Ratha saw her shift some of the weight off her left foreleg, rolling half onto her side.

“How is your leg?”

“Thanks to Shongshar, it’ll never be the same again, even though it’s had this long to heal. I should be grateful that it works at all. Shoulder’s just a bit stiff. Bites heal better when you’re younger.” She licked the two puckered scars on her upper foreleg. There was another set of scars on her ribs where Shongshar’s saber-teeth had emerged through the leg and into her chest. It was a near-fatal wound, and Ratha was amazed and grateful Fessran had healed this well. Although Bira was coming along as Fessran’s backup for Firekeeper leader, Ratha needed Fessran in that role.

“You know, I wouldn’t feel so bad about Fessree,” Ratha said in an attempt to sound comforting. “Treelings sometimes wander off, but they come back. Aree did that to Thakur.”

“Well, I thought it might be because of the mating season. Everybody’s smell changing and all that. I notice it makes treelings nervous.” Fessran fell silent for a minute, but her scent told Ratha that she wasn’t in heat and probably wouldn’t be this season. After her wound and the long recovery that followed, she wasn’t yet in condition to bear a litter.
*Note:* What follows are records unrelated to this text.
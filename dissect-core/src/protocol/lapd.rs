//! LAPD (Q.921) data link parser.
//!
//! The two-octet address packs SAPI, C/R, TEI and two extension bits; the
//! information field is handed to the `lapd.sapi` table. Frames carry a
//! trailing CRC-16 FCS, stored least significant byte first.

use crate::context::{DissectionContext, COL_INFO, COL_PROTOCOL};
use crate::cursor::{ByteCursor, ChecksumAlgorithm, ChecksumStatus, Endianness};
use crate::error::{DissectError, Result};
use crate::registry::Dissector;
use crate::tree::{Annotation, FieldValue, TreeNode};

/// Dispatch table keyed by SAPI.
pub const LAPD_SAPI_TABLE: &str = "lapd.sapi";

/// Link type for LAPD frames including the FCS.
pub const LINKTYPE_LAPD: u16 = 203;

const ADDRESS_LEN: usize = 2;
const FCS_LEN: usize = 2;

/// Well-known SAPI values.
pub mod sapi {
    pub const CALL_CONTROL: u8 = 0;
    pub const PACKET_MODE: u8 = 1;
    pub const X25: u8 = 16;
    pub const MANAGEMENT: u8 = 63;
}

/// Unnumbered frame modifiers, P/F bit cleared.
mod u_modifier {
    pub const UI: u8 = 0x03;
    pub const DM: u8 = 0x0F;
    pub const DISC: u8 = 0x43;
    pub const UA: u8 = 0x63;
    pub const SABME: u8 = 0x6F;
    pub const FRMR: u8 = 0x87;
    pub const XID: u8 = 0xAF;
}

fn sapi_name(value: u8) -> &'static str {
    match value {
        sapi::CALL_CONTROL => "Call control",
        sapi::PACKET_MODE => "Packet mode",
        sapi::X25 => "X.25",
        sapi::MANAGEMENT => "Management",
        _ => "Reserved",
    }
}

/// Decoded control field.
#[derive(Debug, Clone, Copy, PartialEq, Eq)]
enum Control {
    Information { ns: u8, nr: u8, poll: bool },
    Supervisory { kind: u8, nr: u8, poll_final: bool },
    Unnumbered { modifier: u8, poll_final: bool },
}

impl Control {
    fn octets(&self) -> usize {
        match self {
            Control::Unnumbered { .. } => 1,
            _ => 2,
        }
    }

    fn name(&self) -> &'static str {
        match *self {
            Control::Information { .. } => "I",
            Control::Supervisory { kind: 0, .. } => "RR",
            Control::Supervisory { kind: 1, .. } => "RNR",
            Control::Supervisory { kind: 2, .. } => "REJ",
            Control::Supervisory { .. } => "S?",
            Control::Unnumbered { modifier, .. } => match modifier {
                u_modifier::UI => "UI",
                u_modifier::DM => "DM",
                u_modifier::DISC => "DISC",
                u_modifier::UA => "UA",
                u_modifier::SABME => "SABME",
                u_modifier::FRMR => "FRMR",
                u_modifier::XID => "XID",
                _ => "U?",
            },
        }
    }

    /// Whether the frame carries an information field for the upper layer.
    fn has_payload(&self) -> bool {
        matches!(
            self,
            Control::Information { .. }
                | Control::Unnumbered {
                    modifier: u_modifier::UI,
                    ..
                }
        )
    }

    fn parse(cursor: &ByteCursor<'_>, offset: usize) -> Result<Self> {
        let first = cursor.read_u8(offset)?;
        if first & 0x01 == 0 {
            let second = cursor.read_u8(offset + 1)?;
            return Ok(Control::Information {
                ns: first >> 1,
                nr: second >> 1,
                poll: second & 0x01 != 0,
            });
        }
        if first & 0x03 == 0x01 {
            let second = cursor.read_u8(offset + 1)?;
            return Ok(Control::Supervisory {
                kind: (first >> 2) & 0x03,
                nr: second >> 1,
                poll_final: second & 0x01 != 0,
            });
        }
        Ok(Control::Unnumbered {
            modifier: first & !0x10,
            poll_final: first & 0x10 != 0,
        })
    }
}

/// LAPD dissector.
#[derive(Debug, Clone, Copy)]
pub struct LapdDissector {
    has_fcs: bool,
}

impl Default for LapdDissector {
    fn default() -> Self {
        Self { has_fcs: true }
    }
}

impl LapdDissector {
    /// Dissector for frames whose FCS was stripped by the capture device.
    pub fn without_fcs() -> Self {
        Self { has_fcs: false }
    }

    fn check_fcs<'a>(
        &self,
        cursor: &ByteCursor<'a>,
        fcs_at: usize,
        tree: &mut TreeNode<'_, 'a>,
    ) -> Result<()> {
        let status = cursor.verify_checksum(
            0,
            fcs_at,
            fcs_at,
            ChecksumAlgorithm::Crc16Ccitt,
            Endianness::Little,
        );
        if let Ok(stored) = cursor.read_u16_le(fcs_at) {
            tree.add_leaf(cursor, fcs_at, FCS_LEN, "fcs", FieldValue::UInt16(stored))?;
        }
        match status {
            ChecksumStatus::Valid => Ok(()),
            ChecksumStatus::Invalid { expected, actual } => {
                tree.add_annotation(cursor, fcs_at, FCS_LEN, Annotation::ChecksumBad { expected, actual })
            }
            ChecksumStatus::NotComputed => {
                tree.add_annotation(cursor, fcs_at, FCS_LEN, Annotation::ChecksumNotComputed)
            }
        }
    }
}

impl Dissector for LapdDissector {
    fn name(&self) -> &'static str {
        "lapd"
    }

    fn display_name(&self) -> &'static str {
        "LAPD"
    }

    fn dissect<'a>(
        &self,
        cursor: ByteCursor<'a>,
        tree: &mut TreeNode<'_, 'a>,
        ctx: &mut DissectionContext<'_>,
    ) -> Result<usize> {
        let trailer = if self.has_fcs { FCS_LEN } else { 0 };
        if cursor.reported_len() < ADDRESS_LEN + 1 + trailer {
            return Err(DissectError::malformed(format!(
                "{}-byte frame is shorter than a LAPD header",
                cursor.reported_len()
            )));
        }
        ctx.columns_mut().set(COL_PROTOCOL, self.display_name());
        let mut proto = tree.add_protocol(&cursor, 0, cursor.reported_len(), "lapd")?;

        // SAPI(6) C/R(1) EA0(1) | TEI(7) EA1(1)
        let sapi = cursor.read_bits(0, 6)? as u8;
        let command_response = cursor.read_bits(6, 1)? != 0;
        let ea0 = cursor.read_bits(7, 1)?;
        let tei = cursor.read_bits(8, 7)? as u8;
        let ea1 = cursor.read_bits(15, 1)?;
        if ea0 != 0 || ea1 != 1 {
            return Err(DissectError::malformed(format!(
                "address extension bits {ea0}/{ea1}, expected 0/1"
            )));
        }

        {
            let mut address = proto.add_subtree(&cursor, 0, ADDRESS_LEN, "address")?;
            address.add_leaf(&cursor, 0, 1, "sapi", FieldValue::UInt8(sapi))?;
            address.add_leaf(&cursor, 0, 1, "command_response", FieldValue::Bool(command_response))?;
            address.add_leaf(&cursor, 0, 1, "ea0", FieldValue::UInt8(ea0 as u8))?;
            address.add_leaf(&cursor, 1, 1, "tei", FieldValue::UInt8(tei))?;
            address.add_leaf(&cursor, 1, 1, "ea1", FieldValue::UInt8(ea1 as u8))?;
        }

        let control = Control::parse(&cursor, ADDRESS_LEN)?;
        {
            let mut node = proto.add_subtree(&cursor, ADDRESS_LEN, control.octets(), "control")?;
            node.set_value(FieldValue::Str(control.name()));
            match control {
                Control::Information { ns, nr, poll } => {
                    node.add_leaf(&cursor, ADDRESS_LEN, 1, "n_s", FieldValue::UInt8(ns))?;
                    node.add_leaf(&cursor, ADDRESS_LEN + 1, 1, "n_r", FieldValue::UInt8(nr))?;
                    node.add_leaf(&cursor, ADDRESS_LEN + 1, 1, "poll", FieldValue::Bool(poll))?;
                }
                Control::Supervisory { kind, nr, poll_final } => {
                    node.add_leaf(&cursor, ADDRESS_LEN, 1, "supervisory_function", FieldValue::UInt8(kind))?;
                    node.add_leaf(&cursor, ADDRESS_LEN + 1, 1, "n_r", FieldValue::UInt8(nr))?;
                    node.add_leaf(&cursor, ADDRESS_LEN + 1, 1, "poll_final", FieldValue::Bool(poll_final))?;
                }
                Control::Unnumbered { modifier, poll_final } => {
                    node.add_leaf(&cursor, ADDRESS_LEN, 1, "modifier", FieldValue::UInt8(modifier))?;
                    node.add_leaf(&cursor, ADDRESS_LEN, 1, "poll_final", FieldValue::Bool(poll_final))?;
                }
            }
        }

        let header_len = ADDRESS_LEN + control.octets();
        let fcs_at = cursor.reported_len() - trailer;
        if fcs_at < header_len {
            return Err(DissectError::malformed("no room for the FCS after the control field"));
        }

        let info = format!(
            "SAPI {sapi} ({}), TEI {tei}, {}",
            sapi_name(sapi),
            control.name()
        );
        ctx.columns_mut().set(COL_INFO, &info);

        let payload_len = fcs_at - header_len;
        if payload_len > 0 {
            let view = cursor.sub_view_partial(header_len, payload_len)?;
            if view.is_partial() {
                proto.add_annotation(&view.cursor, 0, payload_len, Annotation::PartialData { missing: view.missing })?;
            }
            if control.has_payload() {
                ctx.dispatch(LAPD_SAPI_TABLE, u64::from(sapi), view.cursor, &mut proto)?;
            } else {
                proto.add_unparsed(&view.cursor, 0);
            }
        }

        if self.has_fcs {
            self.check_fcs(&cursor, fcs_at, &mut proto)?;
        }
        Ok(cursor.reported_len())
    }
}
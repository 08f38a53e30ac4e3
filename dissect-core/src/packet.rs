//! Packet records handed to the engine by the capture side.

use std::net::IpAddr;

use bytes::Bytes;

/// Transport protocol of a flow.
#[derive(Debug, Clone, Copy, PartialEq, Eq, Hash, PartialOrd, Ord)]
pub enum Transport {
    Tcp,
    Udp,
    Sctp,
    /// Any other IP protocol number.
    Other(u8),
}

impl Transport {
    /// Whether replies are expected on the same endpoint pair.
    pub fn is_connection_oriented(&self) -> bool {
        matches!(self, Transport::Tcp | Transport::Sctp)
    }

    /// IP protocol number.
    pub fn protocol_number(&self) -> u8 {
        match self {
            Transport::Tcp => 6,
            Transport::Udp => 17,
            Transport::Sctp => 132,
            Transport::Other(n) => *n,
        }
    }

    pub fn from_protocol_number(number: u8) -> Self {
        match number {
            6 => Transport::Tcp,
            17 => Transport::Udp,
            132 => Transport::Sctp,
            n => Transport::Other(n),
        }
    }

    /// Return a string representation of the transport.
    pub fn as_str(&self) -> &'static str {
        match self {
            Transport::Tcp => "tcp",
            Transport::Udp => "udp",
            Transport::Sctp => "sctp",
            Transport::Other(_) => "other",
        }
    }
}

/// An address and port.
#[derive(Debug, Clone, Copy, PartialEq, Eq, Hash, PartialOrd, Ord)]
pub struct Endpoint {
    pub addr: IpAddr,
    pub port: u16,
}

impl Endpoint {
    pub fn new(addr: impl Into<IpAddr>, port: u16) -> Self {
        Self {
            addr: addr.into(),
            port,
        }
    }
}

impl std::fmt::Display for Endpoint {
    fn fmt(&self, f: &mut std::fmt::Formatter<'_>) -> std::fmt::Result {
        match self.addr {
            IpAddr::V4(addr) => write!(f, "{addr}:{}", self.port),
            IpAddr::V6(addr) => write!(f, "[{addr}]:{}", self.port),
        }
    }
}

/// Transport addressing of one packet.
#[derive(Debug, Clone, Copy, PartialEq, Eq, Hash)]
pub struct FlowTuple {
    pub transport: Transport,
    pub src: Endpoint,
    pub dst: Endpoint,
}

impl FlowTuple {
    pub fn new(transport: Transport, src: Endpoint, dst: Endpoint) -> Self {
        Self {
            transport,
            src,
            dst,
        }
    }

    /// Ports ordered lower first, as tried for dispatch.
    pub fn ports_low_first(&self) -> [u64; 2] {
        let (a, b) = (self.src.port, self.dst.port);
        [u64::from(a.min(b)), u64::from(a.max(b))]
    }

    /// The same flow seen from the other direction.
    pub fn reversed(&self) -> Self {
        Self {
            transport: self.transport,
            src: self.dst,
            dst: self.src,
        }
    }
}

/// One captured packet.
#[derive(Debug, Clone)]
pub struct Packet {
    /// Frame number (1-indexed)
    pub frame_number: u64,
    /// Timestamp in microseconds since Unix epoch
    pub timestamp_us: i64,
    /// Link type from the capture header, used when there is no flow.
    pub link_type: u16,
    /// Transport addressing, when the capture side decoded it.
    pub flow: Option<FlowTuple>,
    /// Original length on the wire (>= captured length)
    reported_len: usize,
    /// Captured bytes (potentially zero-copy with Bytes)
    data: Bytes,
}

impl Packet {
    /// Packet whose captured bytes are its whole wire length.
    pub fn new(frame_number: u64, timestamp_us: i64, data: impl Into<Bytes>) -> Self {
        let data = data.into();
        Self {
            frame_number,
            timestamp_us,
            link_type: 0,
            flow: None,
            reported_len: data.len(),
            data,
        }
    }

    /// Set the original wire length.
    ///
    /// A length below the captured length is raised to it.
    pub fn with_reported_len(mut self, reported_len: usize) -> Self {
        if reported_len < self.data.len() {
            tracing::warn!(
                frame = self.frame_number,
                reported_len,
                captured_len = self.data.len(),
                "reported length below captured length, clamping"
            );
        }
        self.reported_len = reported_len.max(self.data.len());
        self
    }

    pub fn with_flow(mut self, flow: FlowTuple) -> Self {
        self.flow = Some(flow);
        self
    }

    pub fn with_link_type(mut self, link_type: u16) -> Self {
        self.link_type = link_type;
        self
    }

    pub fn data(&self) -> &[u8] {
        &self.data
    }

    pub fn captured_len(&self) -> usize {
        self.data.len()
    }

    pub fn reported_len(&self) -> usize {
        self.reported_len
    }

    /// Metadata handed to dissectors.
    pub fn info(&self) -> PacketInfo {
        PacketInfo {
            frame_number: self.frame_number,
            timestamp_us: self.timestamp_us,
            captured_len: self.captured_len(),
            reported_len: self.reported_len,
            link_type: self.link_type,
            flow: self.flow,
        }
    }
}

/// Per-packet metadata without the bytes.
#[derive(Debug, Clone, Copy, Default, PartialEq, Eq)]
pub struct PacketInfo {
    pub frame_number: u64,
    pub timestamp_us: i64,
    pub captured_len: usize,
    pub reported_len: usize,
    pub link_type: u16,
    pub flow: Option<FlowTuple>,
}

#[cfg(test)]
mod tests {
    use super::*;
    use std::net::Ipv4Addr;

    fn flow() -> FlowTuple {
        FlowTuple::new(
            Transport::Udp,
            Endpoint::new(Ipv4Addr::new(10, 0, 0, 1), 2727),
            Endpoint::new(Ipv4Addr::new(10, 0, 0, 2), 2427),
        )
    }

    #[test]
    fn test_reported_len_clamped() {
        let packet = Packet::new(1, 0, vec![0u8; 10]).with_reported_len(4);
        assert_eq!(packet.reported_len(), 10);

        let packet = Packet::new(1, 0, vec![0u8; 10]).with_reported_len(1500);
        assert_eq!(packet.captured_len(), 10);
        assert_eq!(packet.reported_len(), 1500);
        assert_eq!(packet.info().reported_len, 1500);
    }

    #[test]
    fn test_ports_low_first() {
        assert_eq!(flow().ports_low_first(), [2427, 2727]);
        assert_eq!(flow().reversed().ports_low_first(), [2427, 2727]);
        assert_eq!(flow().reversed().src.port, 2427);
    }

    #[test]
    fn test_transport() {
        assert!(Transport::Tcp.is_connection_oriented());
        assert!(!Transport::Udp.is_connection_oriented());
        assert_eq!(Transport::from_protocol_number(17), Transport::Udp);
        assert_eq!(Transport::Other(47).protocol_number(), 47);
        assert_eq!(
            Endpoint::new(Ipv4Addr::new(10, 0, 0, 1), 2427).to_string(),
            "10.0.0.1:2427"
        );
    }
}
“You know why I’m so caught up with that miserable flea-picker?” Fessran asked suddenly, after a long silence. “It’s because of Nyang.”

Nyang. For a moment Ratha switched her tail, lost. Nyang was dead. He had been Fessran’s eldest cub from her last litter, one of those who went over to Shongshar when the clan split into two factions. He had been drowned when Ratha and Thakur managed to flood out the cave where Shongshar had hidden his worship-fire. In helping Ratha to dig the trench that diverted the stream from its banks, Fessran had helped in her son’s death.